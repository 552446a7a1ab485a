// SPDX-License-Identifier: Apache-2.0 OR MIT
// Copyright (c) 2025-2026 naskel.com

//! Crash recovery: WAL replay, torn-tail discard, orphan-chunk sweep.
//!
//! A crash is simulated by pairing an arena snapshot from checkpoint time
//! with WAL frames written after it - exactly what a kill between fsync
//! and checkpoint leaves on disk.

use synrix::node::{NodeBody, FLAG_CHUNK_CONT, FLAG_OCCUPIED};
use synrix::wal::Wal;
use synrix::{Error, Lattice, OpenOptions, SyncMode};
use tempfile::tempdir;

fn opts() -> OpenOptions {
    OpenOptions::new().initial_capacity(16).no_background(true)
}

fn live_body(id: u64, name: &str, data: &[u8]) -> NodeBody {
    let mut body = NodeBody::zeroed();
    body.id = id;
    body.created_at = 1_000;
    body.updated_at = 1_000;
    body.node_type = 1;
    body.flags = FLAG_OCCUPIED;
    body.set_name(name);
    body.data_len = data.len() as u16;
    body.data[..data.len()].copy_from_slice(data);
    body.seal();
    body
}

/// Create a checkpointed store holding one record ("BASE:1", id 1, slot 0).
fn base_store(path: &std::path::Path) {
    let lattice = Lattice::open(path, opts()).expect("open");
    lattice.add("BASE:1", 1, b"base").expect("add");
    lattice.close().expect("close");
}

#[test]
fn replay_applies_puts_after_checkpoint() {
    let dir = tempdir().expect("tempdir");
    let path = dir.path().join("store.lattice");
    let wal_path = dir.path().join("store.lattice.wal");
    base_store(&path);

    // Frames the crashed writer made durable but never checkpointed.
    {
        let mut wal = Wal::open(&wal_path, 1_000_000, SyncMode::Full).expect("wal");
        wal.append_put(1, &live_body(50, "NEW:x", b"hello")).expect("put");
        wal.append_put(2, &live_body(51, "NEW:y", b"world")).expect("put");
    }

    let lattice = Lattice::open(&path, opts()).expect("recover");
    assert_eq!(lattice.count(), 3);
    assert_eq!(lattice.get_by_name("NEW:x").expect("get").data, b"hello");
    assert_eq!(lattice.get_by_name("NEW:y").expect("get").data, b"world");
    assert_eq!(lattice.get(50).expect("get").name, "NEW:x");
    assert_eq!(lattice.find_by_prefix("NEW:", 0).len(), 2);
    assert!(lattice.verify().is_clean());

    // Recovery checkpointed; the log is truncated.
    assert_eq!(std::fs::metadata(&wal_path).expect("meta").len(), 0);
}

#[test]
fn replay_overwrites_record_in_place() {
    let dir = tempdir().expect("tempdir");
    let path = dir.path().join("store.lattice");
    let wal_path = dir.path().join("store.lattice.wal");
    base_store(&path);

    {
        let mut wal = Wal::open(&wal_path, 1_000_000, SyncMode::Full).expect("wal");
        wal.append_put(0, &live_body(1, "BASE:1", b"updated")).expect("put");
    }

    let lattice = Lattice::open(&path, opts()).expect("recover");
    assert_eq!(lattice.count(), 1);
    assert_eq!(lattice.get(1).expect("get").data, b"updated");
}

#[test]
fn replay_applies_deletes() {
    let dir = tempdir().expect("tempdir");
    let path = dir.path().join("store.lattice");
    let wal_path = dir.path().join("store.lattice.wal");
    base_store(&path);

    {
        let mut wal = Wal::open(&wal_path, 1_000_000, SyncMode::Full).expect("wal");
        wal.append_delete(&[1]).expect("delete");
    }

    let lattice = Lattice::open(&path, opts()).expect("recover");
    assert_eq!(lattice.count(), 0);
    assert!(matches!(lattice.get_by_name("BASE:1"), Err(Error::NotFound)));
    assert!(matches!(lattice.get(1), Err(Error::NotFound)));
}

#[test]
fn torn_tail_is_discarded_prefix_is_kept() {
    let dir = tempdir().expect("tempdir");
    let path = dir.path().join("store.lattice");
    let wal_path = dir.path().join("store.lattice.wal");
    base_store(&path);

    {
        let mut wal = Wal::open(&wal_path, 1_000_000, SyncMode::Full).expect("wal");
        wal.append_put(1, &live_body(50, "NEW:x", b"hello")).expect("put");
        wal.append_put(2, &live_body(51, "NEW:y", b"world")).expect("put");
    }
    // Kill mid-append of the second frame.
    let len = std::fs::metadata(&wal_path).expect("meta").len();
    let file = std::fs::OpenOptions::new()
        .write(true)
        .open(&wal_path)
        .expect("open");
    file.set_len(len - 32).expect("truncate");

    let lattice = Lattice::open(&path, opts()).expect("recover");
    assert_eq!(lattice.count(), 2);
    assert!(lattice.get_by_name("NEW:x").is_ok());
    assert!(matches!(lattice.get_by_name("NEW:y"), Err(Error::NotFound)));
    assert_eq!(lattice.metrics().torn_wal_frames, 1);
    assert!(lattice.verify().is_clean());
}

#[test]
fn garbage_wal_leaves_checkpoint_state() {
    let dir = tempdir().expect("tempdir");
    let path = dir.path().join("store.lattice");
    let wal_path = dir.path().join("store.lattice.wal");
    base_store(&path);

    std::fs::write(&wal_path, vec![0xA5u8; 512]).expect("write garbage");

    let lattice = Lattice::open(&path, opts()).expect("recover");
    assert_eq!(lattice.count(), 1);
    assert!(lattice.get_by_name("BASE:1").is_ok());
    assert_eq!(lattice.metrics().torn_wal_frames, 1);
    // The dead bytes were cut away; future appends start clean.
    assert_eq!(std::fs::metadata(&wal_path).expect("meta").len(), 0);
}

#[test]
fn orphan_continuations_are_swept() {
    let dir = tempdir().expect("tempdir");
    let path = dir.path().join("store.lattice");
    let wal_path = dir.path().join("store.lattice.wal");
    base_store(&path);

    // A chunked add that crashed after journaling its continuations but
    // before the head frame: the continuations are reachable from nothing.
    {
        let mut wal = Wal::open(&wal_path, 1_000_000, SyncMode::Full).expect("wal");
        let mut cont = NodeBody::zeroed();
        cont.id = 60;
        cont.flags = FLAG_OCCUPIED | FLAG_CHUNK_CONT;
        cont.data_len = 4;
        cont.data[..4].copy_from_slice(b"orph");
        cont.seal();
        wal.append_put(1, &cont).expect("put");
    }

    let lattice = Lattice::open(&path, opts()).expect("recover");
    assert_eq!(lattice.count(), 1);
    assert_eq!(lattice.metrics().orphans_swept, 1);
    assert!(matches!(lattice.get(60), Err(Error::NotFound)));
    assert!(lattice.verify().is_clean());

    // The swept slot is reusable.
    assert_eq!(lattice.deleted_count(), 1);
}

#[test]
fn wal_only_durability_reconstructs_unflushed_writes() {
    let dir = tempdir().expect("tempdir");
    let crash_dir = tempdir().expect("tempdir");
    let path = dir.path().join("store.lattice");
    let wal_path = dir.path().join("store.lattice.wal");
    base_store(&path);

    // Snapshot the checkpointed arena: this is what stable storage held
    // when the post-checkpoint writes began.
    let crash_path = crash_dir.path().join("store.lattice");
    let crash_wal = crash_dir.path().join("store.lattice.wal");
    std::fs::copy(&path, &crash_path).expect("copy arena");

    // More writes, fully fsynced to the WAL, never checkpointed.
    {
        let lattice = Lattice::open(&path, opts()).expect("open");
        for i in 0..5 {
            lattice
                .add(&format!("POST:{i}"), 1, format!("v{i}").as_bytes())
                .expect("add");
        }
        // The crash image pairs the old arena with the current WAL.
        std::fs::copy(&wal_path, &crash_wal).expect("copy wal");
        lattice.close().expect("close");
    }

    let lattice = Lattice::open(&crash_path, opts()).expect("recover");
    assert_eq!(lattice.count(), 6);
    for i in 0..5 {
        let view = lattice.get_by_name(&format!("POST:{i}")).expect("get");
        assert_eq!(view.data, format!("v{i}").as_bytes());
    }
    assert!(lattice.verify().is_clean());
}

#[test]
fn recovery_is_idempotent() {
    let dir = tempdir().expect("tempdir");
    let path = dir.path().join("store.lattice");
    let wal_path = dir.path().join("store.lattice.wal");
    base_store(&path);

    {
        let mut wal = Wal::open(&wal_path, 1_000_000, SyncMode::Full).expect("wal");
        wal.append_put(1, &live_body(50, "NEW:x", b"hello")).expect("put");
    }

    for _ in 0..3 {
        let lattice = Lattice::open(&path, opts()).expect("recover");
        assert_eq!(lattice.count(), 2);
        assert_eq!(lattice.get_by_name("NEW:x").expect("get").data, b"hello");
        lattice.close().expect("close");
    }
}

#[test]
fn read_only_open_ignores_wal() {
    let dir = tempdir().expect("tempdir");
    let path = dir.path().join("store.lattice");
    let wal_path = dir.path().join("store.lattice.wal");
    base_store(&path);

    {
        let mut wal = Wal::open(&wal_path, 1_000_000, SyncMode::Full).expect("wal");
        wal.append_put(1, &live_body(50, "NEW:x", b"hello")).expect("put");
    }
    let wal_len = std::fs::metadata(&wal_path).expect("meta").len();

    {
        let ro = Lattice::open(&path, opts().read_only(true)).expect("open ro");
        // Pre-crash checkpoint state only; the unapplied frame is not
        // visible and nothing was persisted.
        assert_eq!(ro.count(), 1);
        assert!(matches!(ro.get_by_name("NEW:x"), Err(Error::NotFound)));
    }
    assert_eq!(std::fs::metadata(&wal_path).expect("meta").len(), wal_len);

    // A writable open afterwards still replays the frame.
    let lattice = Lattice::open(&path, opts()).expect("recover");
    assert_eq!(lattice.count(), 2);
}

———

Work to complete » The count, and nothing else: how many lines of the entries contain the word "OpenOptions"?

Expected answer » 4